If the inquisition have lots of Anti-invun tricks-then the chances are that Null Zne is most likely gonna be put to shame.


----------



## Marneus Calgar (Dec 5, 2007)

I actually quite like the sound of Codex: Inquisition (Blasphemy!) but to me, if you get the current codex, you can ally with Witch Hunters (can't you...?) so, why not just have them in one codex.

Although the allies thing is a bit annoying as I was going to get a load of IG to ally with either my Chaos or GK


----------



## Bindi Baji (Apr 23, 2009)

I haven't been over to warseer for a bit to check what is actually being said but this is a definate "not going to happen", while there is definately something brewing, "this just ain't it"


----------



## darklove (May 7, 2008)

ChaosRedCorsairLord said:


> I2 = Slow.


I2 is only slow in CC, and the only Necron units that would ever get into CC are all I4, I5 and I6.


----------



## Stephen_Newman (Jul 14, 2009)

I believe that when it talks about the enemy of the DE it may be referring to Slaanesh since the DE are supposed to be the last remnants of the hedonistic Eldar which were destroyed by the birth of Slaanesh.

Makes sense.


----------



## spidie2000 (Nov 21, 2008)

aaagh i just feel like I am in 40k limbo right now. I play Witch Hunters, Dark Eldar, and Blood Angels. I hear all 3 are getting new codex / models in rumors thread, but no hard evidence. I don't want to buy any new stuff until they release something new for me at this point not knowing what is changing in the future.


----------



## Orochi (Jan 28, 2009)

Fucking told the lot of you.

Lol.


----------



## Lord of the Night (Nov 18, 2009)

spidie2000 said:


> aaagh i just feel like I am in 40k limbo right now. I play Witch Hunters, Dark Eldar, and Blood Angels. I hear all 3 are getting new codex / models in rumors thread, but no hard evidence. I don't want to buy any new stuff until they release something new for me at this point not knowing what is changing in the future.

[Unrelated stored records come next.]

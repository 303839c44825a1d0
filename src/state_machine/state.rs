//! Send workflow state types

use crate::session::{Conversation, Message};

/// Where one send-message workflow currently is
#[derive(Debug, Clone, PartialEq, Eq, Default)]
pub enum SendState {
    /// Nothing has happened yet
    #[default]
    Idle,

    /// User message is being appended to the target
    UserAppended { query: String },

    /// Answer request in flight
    AwaitingAnswer { query: String },

    /// Answer is being appended to the target
    AnswerAppended {
        user: Message,
        response: Message,
    },

    /// Title request in flight
    TitleAwaited,

    /// Workflow finished (terminal)
    Done { outcome: Outcome },
}

impl SendState {
    #[allow(dead_code)] // Used in tests
    pub fn is_done(&self) -> bool {
        matches!(self, SendState::Done { .. })
    }

    /// Short name for logging
    pub fn name(&self) -> &'static str {
        match self {
            SendState::Idle => "idle",
            SendState::UserAppended { .. } => "user_appended",
            SendState::AwaitingAnswer { .. } => "awaiting_answer",
            SendState::AnswerAppended { .. } => "answer_appended",
            SendState::TitleAwaited => "title_awaited",
            SendState::Done { .. } => "done",
        }
    }
}

/// How a finished workflow ended
#[derive(Debug, Clone, Copy, PartialEq, Eq)]
pub enum Outcome {
    /// The answer was appended (title derivation may or may not have succeeded)
    Answered,
    /// The backend answered with a non-success status
    Rejected { status: u16 },
    /// The backend could not be reached
    Unreachable,
}

/// Snapshot of the target conversation taken before any I/O.
///
/// Every write of the workflow is addressed by `conversation_id`, never by
/// the live selection. `was_untitled` and `transcript` stay frozen even if
/// the stored conversation changes while the workflow runs.
#[derive(Debug, Clone, PartialEq, Eq)]
pub struct SendContext {
    pub conversation_id: String,
    pub was_untitled: bool,
    pub transcript: Vec<Message>,
}

impl SendContext {
    pub fn snapshot(conv: &Conversation) -> Self {
        Self {
            conversation_id: conv.id.clone(),
            was_untitled: conv.is_untitled(),
            transcript: conv.messages.clone(),
        }
    }
}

Im in the same boat. Both Dark Eldar and Blood Angels are favourites of mine and no hard evidence of a new codex, and in DE case no evidence of a new figure line.

This Inquisition codex sounds very good, I wouldn't play them but some GK terminators would be welcome in my collection.


----------



## MaidenManiac (Oct 2, 2008)

Necrosis said:


> The idea that their is only one Imperial Assassin makes me think this is false. What does that mean to the death cult assassin? Each assassin also looks so different to...


This would mean reverting to 2nd ed Assassins and sounds really neat in my book. Back in those days an Assassin was better then a SM Commander in combat and had a full armoury access. If this turns out true then expect a dangerous model with high stats. This can be a huge win imo 

Right now Assassins are quite "meh". Deathcults die like flies and the Temple ones are to random. I welcome a development like this for sure!


----------



## Firewolf (Jan 22, 2007)

>> Like most folk, I'll believe it when I see it, but Sisters having no faith points will be a bit crappy, if it happens. I play pure Sisters, and the faith is what makes them potent(imo). If this is true, GW had better have something damned impressive to replace Faith. Other than that, Im totally surprised that the Knights will be the first to be focused on!!!:laugh:


----------



## bobss (May 18, 2008)

> Likely last Codex before 6th Ed. (commentary:i.e. dont hold your breath)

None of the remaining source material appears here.